Wolters F L, Russel M G, Sijbrandij J, Ambergen T, Odes S, Riis L, Langholz E, Politi P, Qasim A, Koutroubakis I, Tsianos E, Vermeire S, Freitas J, van Zeijl G, Hoie O, Bernklev T, Beltrami M, Rodriguez D, Stockbrügger R W, Moum B

机构信息

Department of Gastroenterology and Hepatology, University Hospital Maastricht, the Netherlands.

出版信息

Gut. 2006 Aug;55(8):1124-30. doi: 10.1136/gut.2005.084061. Epub 2005 Dec 16.

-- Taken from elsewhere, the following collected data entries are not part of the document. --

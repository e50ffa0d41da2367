use std::fmt;

use rayon::prelude::*;

use crate::foundation::core::Raster;
use crate::palette::palette::{Glyph, Palette};

/// Immutable grid of palette glyphs, one per rendered cell, row-major.
#[derive(Clone, Debug, PartialEq, Eq)]
pub struct TextFrame {
    width: u32,
    height: u32,
    cells: Vec<Glyph>,
}

impl TextFrame {
    /// Columns.
    pub fn width(&self) -> u32 {
        self.width
    }

    /// Rows.
    pub fn height(&self) -> u32 {
        self.height
    }

    /// All cells, row-major.
    pub fn cells(&self) -> &[Glyph] {
        &self.cells
    }

    /// Cell at column `x`, row `y`.
    pub fn cell(&self, x: u32, y: u32) -> Option<Glyph> {
        if x >= self.width || y >= self.height {
            return None;
        }
        Some(self.cells[y as usize * self.width as usize + x as usize])
    }

    /// Cells of row `y`.
    pub fn row(&self, y: u32) -> &[Glyph] {
        let w = self.width as usize;
        let start = y as usize * w;
        &self.cells[start..start + w]
    }

    /// Row `y` as a string, without a line terminator.
    pub fn line(&self, y: u32) -> String {
        self.row(y).iter().map(|g| g.ch).collect()
    }

    /// Every row as a string, top to bottom.
    pub fn lines(&self) -> Vec<String> {
        (0..self.height).map(|y| self.line(y)).collect()
    }
}

impl fmt::Display for TextFrame {
    fn fmt(&self, f: &mut fmt::Formatter<'_>) -> fmt::Result {
        for y in 0..self.height {
            for g in self.row(y) {
                write!(f, "{}", g.ch)?;
            }
            writeln!(f)?;
        }
        Ok(())
    }
}

/// How [`render_text`] spreads work across rows.
#[derive(Clone, Copy, Debug, Default, PartialEq, Eq, serde::Serialize, serde::Deserialize)]
#[serde(rename_all = "snake_case")]
pub enum RowDispatch {
    /// One row after another on the calling thread.
    Sequential,
    /// One unit of work per row on the current rayon pool, joined before returning.
    #[default]
    Parallel,
}

/// Quantize every pixel of `raster` to `palette`, producing a grid of the same size.
///
/// Each cell depends only on its own pixel and the immutable palette, so rows are
/// independent. In parallel mode all rows are joined before the frame is returned.
pub fn render_text(raster: &Raster, palette: &Palette, dispatch: RowDispatch) -> TextFrame {
    let width = raster.width();
    let height = raster.height();
    let mut cells = vec![
        Glyph {
            ch: ' ',
            luminance: 0,
        };
        raster.pixels().len()
    ];

    let row_len = (width as usize).max(1);
    let fill_row = |(y, out): (usize, &mut [Glyph])| {
        for (cell, &px) in out.iter_mut().zip(raster.row(y as u32)) {
            *cell = palette.quantize(px);
        }
    };
    match dispatch {
        RowDispatch::Sequential => cells.chunks_mut(row_len).enumerate().for_each(fill_row),
        RowDispatch::Parallel => cells
            .par_chunks_mut(row_len)
            .enumerate()
            .for_each(fill_row),
    }

    TextFrame {
        width,
        height,
        cells,
    }
}

#[cfg(test)]
#[path = "../../tests/unit/render/text.rs"]
mod tests;
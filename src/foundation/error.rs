/// Convenience result type used across glyphreel.
pub type GlyphResult<T> = Result<T, GlyphError>;

/// Top-level error taxonomy used by rendering and playback APIs.
#[derive(thiserror::Error, Debug)]
pub enum GlyphError {
    /// A target or source size is zero, negative, or otherwise unusable.
    #[error("invalid dimension: {0}")]
    InvalidDimension(String),

    /// A palette was built from zero glyphs.
    #[error("palette must contain at least one glyph")]
    EmptyPalette,

    /// An animation has no frames, so no canvas bounds can be established.
    #[error("animation must contain at least one frame")]
    EmptySequence,

    /// Writing a frame to the output sink failed.
    #[error("sink write error: {0}")]
    SinkWrite(#[source] std::io::Error),

    /// Invalid user-provided configuration or input data.
    #[error("validation error: {0}")]
    Validation(String),

    /// Errors when serializing or deserializing configuration.
    #[error("serialization error: {0}")]
    Serde(String),

    /// The source image could not be decoded.
    #[error("decode error: {0}")]
    Decode(#[from] image::ImageError),

    /// Wrapped lower-level error from dependencies or IO.
    #[error(transparent)]
    Other(#[from] anyhow::Error),
}

impl GlyphError {
    /// Build a [`GlyphError::InvalidDimension`] value.
    pub fn invalid_dimension(msg: impl Into<String>) -> Self {
        Self::InvalidDimension(msg.into())
    }

    /// Build a [`GlyphError::Validation`] value.
    pub fn validation(msg: impl Into<String>) -> Self {
        Self::Validation(msg.into())
    }

    /// Build a [`GlyphError::Serde`] value.
    pub fn serde(msg: impl Into<String>) -> Self {
        Self::Serde(msg.into())
    }

    /// Returns `true` for configuration errors that are detected before any rendering starts.
    pub fn is_config_error(&self) -> bool {
        matches!(
            self,
            Self::InvalidDimension(_) | Self::EmptyPalette | Self::EmptySequence | Self::Validation(_)
        )
    }

    /// Returns `true` when a sink write failed in a way that makes the sink unusable.
    ///
    /// Transient write failures are skipped by playback; permanent ones end it.
    pub fn is_permanent_sink_failure(&self) -> bool {
        match self {
            Self::SinkWrite(e) => is_permanent_io(e),
            _ => false,
        }
    }
}

pub(crate) fn is_permanent_io(e: &std::io::Error) -> bool {
    use std::io::ErrorKind;
    matches!(
        e.kind(),
        ErrorKind::BrokenPipe
            | ErrorKind::WriteZero
            | ErrorKind::NotConnected
            | ErrorKind::ConnectionReset
            | ErrorKind::ConnectionAborted
            | ErrorKind::UnexpectedEof
    )
}

#[cfg(test)]
#[path = "../../tests/unit/foundation/error.rs"]
mod tests;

DOI:10.1136/gut.2005.084061
PMID:16361306
原文链接:https://pmc.ncbi.nlm.nih.gov/articles/PMC1856253/
Abstract

BACKGROUND

In Crohn's disease (CD), studies associating phenotype at diagnosis and subsequent disease activity are important for patient counselling and health care planning.

AIMS

To calculate disease recurrence rates and to correlate these with phenotypic traits at diagnosis.

METHODS

A prospectively assembled uniformly diagnosed European population based inception cohort of CD patients was classified according to the Vienna classification for disease phenotype at diagnosis. Surgical and non-surgical recurrence rates throughout a 10 year follow up period were calculated. Multivariate analysis was performed to classify risk factors present at diagnosis for recurrent disease.

RESULTS

A total of 358 were classified for phenotype at diagnosis, of whom 262 (73.2%) had a first recurrence and 113 patients (31.6%) a first surgical recurrence during the first 10 years after diagnosis. Patients with upper gastrointestinal disease at diagnosis had an excess risk of recurrence (hazard ratio 1.54 (95% confidence interval (CI) 1.13-2.10)) whereas age >/=40 years at diagnosis was protective (hazard ratio 0.82 (95% CI 0.70-0.97)). Colonic disease was a protective characteristic for resective surgery (hazard ratio 0.38 (95% CI 0.21-0.69)). More frequent resective surgical recurrences were reported from Copenhagen (hazard ratio 3.23 (95% CI 1.32-7.89)).

CONCLUSIONS

A mild course of disease in terms of disease recurrence was observed in this European cohort. Phenotype at diagnosis had predictive value for disease recurrence with upper gastrointestinal disease being the most important positive predictor. A phenotypic North-South gradient in CD may be present, illustrated by higher surgery risks in some of the Northern European centres.

摘要

背景

在克罗恩病(CD)中,将诊断时的表型与随后的疾病活动相关联的研究对于患者咨询和医疗保健规划很重要。

目的

计算疾病复发率,并将其与诊断时的表型特征相关联。

方法

根据诊断时疾病表型的维也纳分类,对前瞻性收集的统一诊断的欧洲CD患者起始队列进行分类。计算整个10年随访期内的手术和非手术复发率。进行多变量分析以对诊断时存在的复发性疾病风险因素进行分类。

结果

共有358例在诊断时进行了表型分类,其中262例(73.2%)在诊断后的前10年内首次复发,113例患者(31.6%)首次手术复发。诊断时患有上消化道疾病的患者复发风险更高(风险比1.54(95%置信区间(CI)1.13 - 2.10)),而诊断时年龄≥40岁具有保护作用(风险比0.82(95%CI 0.70 - 0.97))。结肠疾病是手术切除的保护特征(风险比0.38(95%CI 0.21 - 0.69))。哥本哈根报告的手术切除复发性疾病更为频繁(风险比3.23(95%CI 1.32 - 7.89))。

结论

在这个欧洲队列中观察到疾病复发方面的疾病进程较为温和。诊断时的表型对疾病复发具有预测价值,上消化道疾病是最重要的阳性预测因素。CD可能存在表型的南北梯度差异,一些北欧中心的手术风险较高说明了这一点。